● **Supplied entries**:
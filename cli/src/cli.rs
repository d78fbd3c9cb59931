use clap::{Parser, Subcommand};
use std::path::PathBuf;

/// Turn meeting notes into a summary, key points and action items
#[derive(Parser, Debug)]
#[command(author, version, about, long_about = None)]
pub struct Args {
    /// Path to the configuration file
    #[arg(short, long, global = true)]
    pub config: Option<PathBuf>,

    /// Use canned results instead of calling Gemini
    #[arg(long, global = true, default_value_t = false)]
    pub dummy: bool,

    /// Directory for saved meeting records
    #[arg(long, global = true)]
    pub data_dir: Option<PathBuf>,

    /// Enable verbose output
    #[arg(short, long, global = true, default_value_t = false)]
    pub verbose: bool,

    #[command(subcommand)]
    pub command: Command,
}

#[derive(Subcommand, Debug)]
pub enum Command {
    /// Extract title, summary, key points and action items
    Analyze {
        /// Notes text; use `-` to read from stdin
        #[arg(index = 1)]
        text: Option<String>,

        /// Read the notes from a file
        #[arg(short, long, conflicts_with = "text")]
        file: Option<PathBuf>,

        /// Image of notes or a whiteboard
        #[arg(short, long)]
        image: Option<PathBuf>,

        /// Save the result to the record list
        #[arg(long, default_value_t = false)]
        save: bool,

        /// Print JSON instead of formatted output
        #[arg(long, default_value_t = false)]
        json: bool,
    },

    /// Summarize text into a summary and a plain task list
    Summarize {
        /// Text to summarize; use `-` to read from stdin
        #[arg(index = 1)]
        text: Option<String>,

        /// Read the text from a file
        #[arg(short, long, conflicts_with = "text")]
        file: Option<PathBuf>,

        /// Print JSON instead of formatted output
        #[arg(long, default_value_t = false)]
        json: bool,
    },

    /// Manage saved analyses
    Records {
        #[command(subcommand)]
        action: RecordsCommand,
    },
}

#[derive(Subcommand, Debug)]
pub enum RecordsCommand {
    /// List saved analyses, newest first
    List,

    /// Show one saved analysis
    Show { index: usize },

    /// Delete one saved analysis
    Delete { index: usize },

    /// Replace a saved analysis with the contents of a JSON file
    Edit {
        index: usize,

        /// JSON file holding the edited analysis
        #[arg(long)]
        from: PathBuf,
    },
}

#[cfg(test)]
mod tests {
    use super::*;
    use clap::CommandFactory;

    #[test]
    fn args_are_well_formed() {
        Args::command().debug_assert();
    }

    #[test]
    fn parses_analyze_with_image() {
        let args = Args::parse_from([
            "minutes", "--dummy", "analyze", "--image", "board.png", "--save",
        ]);
        assert!(args.dummy);
        match args.command {
            Command::Analyze { text, image, save, .. } => {
                assert_eq!(text, None);
                assert_eq!(image, Some(PathBuf::from("board.png")));
                assert!(save);
            }
            other => panic!("unexpected command: {other:?}"),
        }
    }

    #[test]
    fn parses_records_edit() {
        let args = Args::parse_from(["minutes", "records", "edit", "2", "--from", "fixed.json"]);
        match args.command {
            Command::Records {
                action: RecordsCommand::Edit { index, from },
            } => {
                assert_eq!(index, 2);
                assert_eq!(from, PathBuf::from("fixed.json"));
            }
            other => panic!("unexpected command: {other:?}"),
        }
    }

    #[test]
    fn text_and_file_conflict() {
        let result = Args::try_parse_from(["minutes", "summarize", "hello", "--file", "notes.txt"]);
        assert!(result.is_err());
    }
}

● **Task objective**:
Word for word, copy out all of the data shown above.

● **Task output**:
filename cli/src/cli.rs
repository d78fbd3c9cb59931
use clap::{Parser, Subcommand};
use std::path::PathBuf;

/// Turn meeting notes into a summary, key points and action items
#[derive(Parser, Debug)]
#[command(author, version, about, long_about = None)]
pub struct Args {
    /// Path to the configuration file
    #[arg(short, long, global = true)]
    pub config: Option<PathBuf>,

    /// Use canned results instead of calling Gemini
    #[arg(long, global = true, default_value_t = false)]
    pub dummy: bool,

    /// Directory for saved meeting records
    #[arg(long, global = true)]
    pub data_dir: Option<PathBuf>,

    /// Enable verbose output
    #[arg(short, long, global = true, default_value_t = false)]
    pub verbose: bool,

    #[command(subcommand)]
    pub command: Command,
}

#[derive(Subcommand, Debug)]
pub enum Command {
    /// Extract title, summary, key points and action items
    Analyze {
        /// Notes text; use `-` to read from stdin
        #[arg(index = 1)]
        text: Option<String>,

        /// Read the notes from a file
        #[arg(short, long, conflicts_with = "text")]
        file: Option<PathBuf>,

        /// Image of notes or a whiteboard
        #[arg(short, long)]
        image: Option<PathBuf>,

        /// Save the result to the record list
        #[arg(long, default_value_t = false)]
        save: bool,

        /// Print JSON instead of formatted output
        #[arg(long, default_value_t = false)]
        json: bool,
    },

    /// Summarize text into a summary and a plain task list
    Summarize {
        /// Text to summarize; use `-` to read from stdin
        #[arg(index = 1)]
        text: Option<String>,

        /// Read the text from a file
        #[arg(short, long, conflicts_with = "text")]
        file: Option<PathBuf>,

        /// Print JSON instead of formatted output
        #[arg(long, default_value_t = false)]
        json: bool,
    },

    /// Manage saved analyses
    Records {
        #[command(subcommand)]
        action: RecordsCommand,
    },
}

#[derive(Subcommand, Debug)]
pub enum RecordsCommand {
    /// List saved analyses, newest first
    List,

    /// Show one saved analysis
    Show { index: usize },

    /// Delete one saved analysis
    Delete { index: usize },

    /// Replace a saved analysis with the contents of a JSON file
    Edit {
        index: usize,

        /// JSON file holding the edited analysis
        #[arg(long)]
        from: PathBuf,
    },
}

#[cfg(test)]
mod tests {
    use super::*;
    use clap::CommandFactory;

    #[test]
    fn args_are_well_formed() {
        Args::command().debug_assert();
    }

    #[test]
    fn parses_analyze_with_image() {
        let args = Args::parse_from([
            "minutes", "--dummy", "analyze", "--image", "board.png", "--save",
        ]);
        assert!(args.dummy);
        match args.command {
            Command::Analyze { text, image, save, .. } => {
                assert_eq!(text, None);
                assert_eq!(image, Some(PathBuf::from("board.png")));
                assert!(save);
            }
            other => panic!("unexpected command: {other:?}"),
        }
    }

    #[test]
    fn parses_records_edit() {
        let args = Args::parse_from(["minutes", "records", "edit", "2", "--from", "fixed.json"]);
        match args.command {
            Command::Records {
                action: RecordsCommand::Edit { index, from },
            } => {
                assert_eq!(index, 2);
                assert_eq!(from, PathBuf::from("fixed.json"));
            }
            other => panic!("unexpected command: {other:?}"),
        }
    }

    #[test]
    fn text_and_file_conflict() {
        let result = Args::try_parse_from(["minutes", "summarize", "hello", "--file", "notes.txt"]);
        assert!(result.is_err());
    }
}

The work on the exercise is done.